= About this task =
Your answer must consist solely of the lines from the start of the entries below through the line with "pub fn calls(&self)", unchanged.

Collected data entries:
· · · · ·

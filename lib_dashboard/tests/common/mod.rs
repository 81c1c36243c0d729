//! Shared fixtures for the integration tests: an in-memory API and canned
//! payloads for every polled endpoint.

#![allow(dead_code)]

use std::collections::{HashMap, HashSet};
use std::sync::Mutex;

use serde_json::{json, Value};

use lib_dashboard::dashboard::query::ParameterSet;
use lib_dashboard::{DashboardApi, DashboardError, DashboardResult};

/// One recorded API call.
#[derive(Debug, Clone)]
pub struct Call {
    pub method: &'static str,
    pub path: String,
    pub params: ParameterSet,
    pub body: Option<Value>,
}

/// In-memory `DashboardApi` with per-path responses and failures.
#[derive(Default)]
pub struct FakeApi {
    responses: Mutex<HashMap<String, Value>>,
    failing: Mutex<HashSet<String>>,
    calls: Mutex<Vec<Call>>,
}

impl FakeApi {
    /// An API answering every polled endpoint with [`payloads`].
    pub fn healthy() -> Self {
        let api = FakeApi::default();
        for (path, body) in payloads() {
            api.respond(path, body);
        }
        api
    }

    pub fn respond(&self, path: &str, body: Value) {
        self.responses.lock().unwrap().insert(path.to_string(), body);
    }

    pub fn fail(&self, path: &str) {
        self.failing.lock().unwrap().insert(path.to_string());
    }

    pub fn recover(&self, path: &str) {
        self.failing.lock().unwrap().remove(path);
    }

    pub fn calls(&self) -> Vec<Call> {
        self.calls.lock().unwrap().clone()
    }

    pub fn count(&self, method: &str, path: &str) -> usize {
        self.calls
            .lock()
            .unwrap()
            .iter()
            .filter(|c| c.method == method && c.path == path)
            .count()
    }

    pub fn gets(&self) -> usize {
        self.calls.lock().unwrap().iter().filter(|c| c.method == "GET").count()
    }

    fn record(&self, method: &'static str, path: &str, params: &ParameterSet, body: Option<Value>) -> DashboardResult<()> {
        self.calls.lock().unwrap().push(Call {
            method,
            path: path.to_string(),
            params: params.clone(),
            body,
        });
        if self.failing.lock().unwrap().contains(path) {
            return Err(DashboardError::Status {
                endpoint: path.to_string(),
                status: 500,
                body: "internal error".into(),
            });
        }
        Ok(())
    }
}

impl DashboardApi for FakeApi {
    async fn get_json(&self, path: &str, params: &ParameterSet) -> DashboardResult<Value> {
        self.record("GET", path, params, None)?;
        self.responses
            .lock()
            .unwrap()
            .get(path)
            .cloned()
            .ok_or_else(|| DashboardError::Status {
                endpoint: path.to_string(),
                status: 404,
                body: String::new(),
            })
    }

    async fn post(&self, path: &str, params: &ParameterSet, body: Option<Value>) -> DashboardResult<()> {
        self.record("POST", path, params, body)
    }
}

/// Canned bodies shaped like the real API.
pub fn payloads() -> Vec<(&'static str, Value)> {
    vec![
        (
            "api/stats",
            json!({"total_events": 1520, "critical_events": 4, "high_events": 31, "unique_sources": 12,
                   "failed_logins": 88, "threat_intel_matches": 3, "total_alerts": 5, "unacked_alerts": 2}),
        ),
        (
            "api/events",
            json!([{"id": 2, "timestamp": 1700000100.0, "source_ip": "203.0.113.9", "event_type": "auth_failure",
                    "severity": "high", "message": "bad password", "flagged": 1},
                   {"id": 1, "timestamp": 1700000000.0, "source_ip": "10.0.0.4", "event_type": "port_scan",
                    "severity": "medium", "message": "scan", "flagged": 0}]),
        ),
        (
            "api/alerts",
            json!([{"id": 7, "timestamp": 1700000050.0, "alert_type": "brute_force", "severity": "critical",
                    "source_ip": "203.0.113.9", "mitre_technique": "T1110", "event_count": 40, "acknowledged": 0},
                   {"id": 6, "timestamp": 1699999000.0, "alert_type": "port_scan", "severity": "medium",
                    "source_ip": "10.0.0.4", "event_count": 12, "acknowledged": 1}]),
        ),
        ("api/severity", json!({"critical": 4, "high": 31, "medium": 600, "low": 885})),
        ("api/event-types", json!({"auth_failure": 88, "port_scan": 40, "dns_query": 40})),
        (
            "api/top-sources",
            json!([{"source_ip": "203.0.113.9", "country": "NL", "city": null, "total": 90, "high_sev": 30}]),
        ),
        (
            "api/geo",
            json!([{"lat": 52.37, "lng": 4.89, "cnt": 90, "threats": 30, "city": "Amsterdam", "country": "NL"},
                   {"lat": 0, "lng": 0, "cnt": 5, "threats": 0}]),
        ),
        (
            "api/timeline",
            json!([{"bucket": 1700000000, "total": 10, "critical": 1, "high": 2, "medium": 3, "low": 4}]),
        ),
        (
            "api/failed-logins",
            json!([{"source_ip": "203.0.113.9", "username": "root", "attempts": 40}]),
        ),
        ("api/protocols", json!({"TCP": 1000, "UDP": 520})),
        ("api/ports", json!({"22": 300, "443": 120})),
        ("api/mitre", json!([{"mitre_technique": "T1110", "mitre_tactic": "Credential Access", "cnt": 40}])),
        (
            "api/threat-intel",
            json!([{"ip": "203.0.113.9", "threat_type": "botnet", "confidence": 90, "last_seen": 1700000100.0, "hit_count": 3}]),
        ),
    ]
}
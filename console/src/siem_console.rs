use anyhow::Result;
use std::sync::Arc;
use std::time::Duration;
use tokio::signal;
use tokio_util::sync::CancellationToken;

mod console_logic;
use console_logic::{commands, config, logger, terminal::TerminalRenderer};

use lib_dashboard::dashboard::query::QueryBuilder;
use lib_dashboard::ingestors::snapshot_poll::SnapshotFetcher;
use lib_dashboard::ingestors::socketio_frame::handshake_url;
use lib_dashboard::{
    ApiClient, ClientOptions, DashboardController, LiveSocketConfig, LiveSocketIngestor, Scheduler,
};

fn main() -> Result<()> {
    // A missing .env file is fine.
    let _ = dotenvy::dotenv();

    let runtime = tokio::runtime::Runtime::new()?;
    let result = runtime.block_on(run());
    // The stdin reader sits in a blocking read that cannot be cancelled.
    runtime.shutdown_timeout(Duration::from_millis(500));
    result
}

async fn run() -> Result<()> {
    let config = config::load_config();
    logger::setup_logging(&config.log_dir(), config.log_level())?;

    let settings = config.to_settings();
    settings.validate()?;
    log::info!("Dashboard API at {}", settings.base_url);

    let options = ClientOptions {
        timeout: settings.request_timeout(),
        max_retries: settings.http_retries,
        ..ClientOptions::default()
    };
    let token = Some(settings.api_token.clone()).filter(|t| !t.is_empty());
    let api = Arc::new(ApiClient::new(&settings.base_url, token, &options)?);

    let query = QueryBuilder::new(settings.api_token.clone());
    let fetcher = SnapshotFetcher::new(Arc::clone(&api), query.clone()).with_events_limit(settings.events_limit);
    let (controller, handle) = DashboardController::with_fetcher(
        fetcher,
        query,
        settings.initial_filters.clone(),
        TerminalRenderer::stdout(),
    );

    let cancel = CancellationToken::new();
    let controller_task = tokio::spawn(controller.run(cancel.clone()));

    let live = if config.live_enabled() {
        let ingestor = LiveSocketIngestor::new(
            LiveSocketConfig {
                url: handshake_url(settings.socket_base(), &settings.api_token)?,
                reconnect_delay: settings.reconnect_delay(),
                connect_timeout: settings.request_timeout(),
            },
            handle.clone(),
        );
        let token = cancel.clone();
        Some(async move { ingestor.run(token).await })
    } else {
        log::info!("Live channel disabled; relying on polling only.");
        None
    };

    let tasks = Scheduler::new(settings.refresh_interval(), settings.clock_interval()).start(
        handle.clone(),
        cancel.clone(),
        live,
    );
    tokio::spawn(commands::read_commands(
        handle,
        settings.initial_filters.clone(),
        cancel.clone(),
    ));

    // Wait for shutdown signal
    tokio::select! {
        _ = signal::ctrl_c() => {
            log::info!("Ctrl-C received, initiating shutdown.");
        }
        _ = cancel.cancelled() => {}
        _ = async {
            #[cfg(unix)]
            {
                match signal::unix::signal(signal::unix::SignalKind::terminate()) {
                    Ok(mut term_signal) => {
                        term_signal.recv().await;
                        log::info!("SIGTERM received, initiating shutdown.");
                    }
                    Err(e) => {
                        log::warn!("Cannot listen for SIGTERM: {}", e);
                        std::future::pending::<()>().await;
                    }
                }
            }
            #[cfg(not(unix))]
            {
                // On non-unix platforms, just wait forever.
                std::future::pending::<()>().await;
            }
        } => {}
    }

    tasks.shutdown().await;
    let dashboard = controller_task.await?;
    log::info!(
        "Shutdown complete. Last successful poll: {}",
        dashboard
            .state()
            .last_success()
            .map(|t| t.format("%Y-%m-%d %H:%M:%S").to_string())
            .unwrap_or_else(|| "never".to_string())
    );
    Ok(())
}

· · · · ·

= Written answer =
filename lib_dashboard/tests/common/mod.rs
repository 81c1c36243c0d729
//! Shared fixtures for the integration tests: an in-memory API and canned
//! payloads for every polled endpoint.

#![allow(dead_code)]

use std::collections::{HashMap, HashSet};
use std::sync::Mutex;

use serde_json::{json, Value};

use lib_dashboard::dashboard::query::ParameterSet;
use lib_dashboard::{DashboardApi, DashboardError, DashboardResult};

/// One recorded API call.
#[derive(Debug, Clone)]
pub struct Call {
    pub method: &'static str,
    pub path: String,
    pub params: ParameterSet,
    pub body: Option<Value>,
}

/// In-memory `DashboardApi` with per-path responses and failures.
#[derive(Default)]
pub struct FakeApi {
    responses: Mutex<HashMap<String, Value>>,
    failing: Mutex<HashSet<String>>,
    calls: Mutex<Vec<Call>>,
}

impl FakeApi {
    /// An API answering every polled endpoint with [`payloads`].
    pub fn healthy() -> Self {
        let api = FakeApi::default();
        for (path, body) in payloads() {
            api.respond(path, body);
        }
        api
    }

    pub fn respond(&self, path: &str, body: Value) {
        self.responses.lock().unwrap().insert(path.to_string(), body);
    }

    pub fn fail(&self, path: &str) {
        self.failing.lock().unwrap().insert(path.to_string());
    }

    pub fn recover(&self, path: &str) {
        self.failing.lock().unwrap().remove(path);
    }

    pub fn calls(&self) -> Vec<Call> {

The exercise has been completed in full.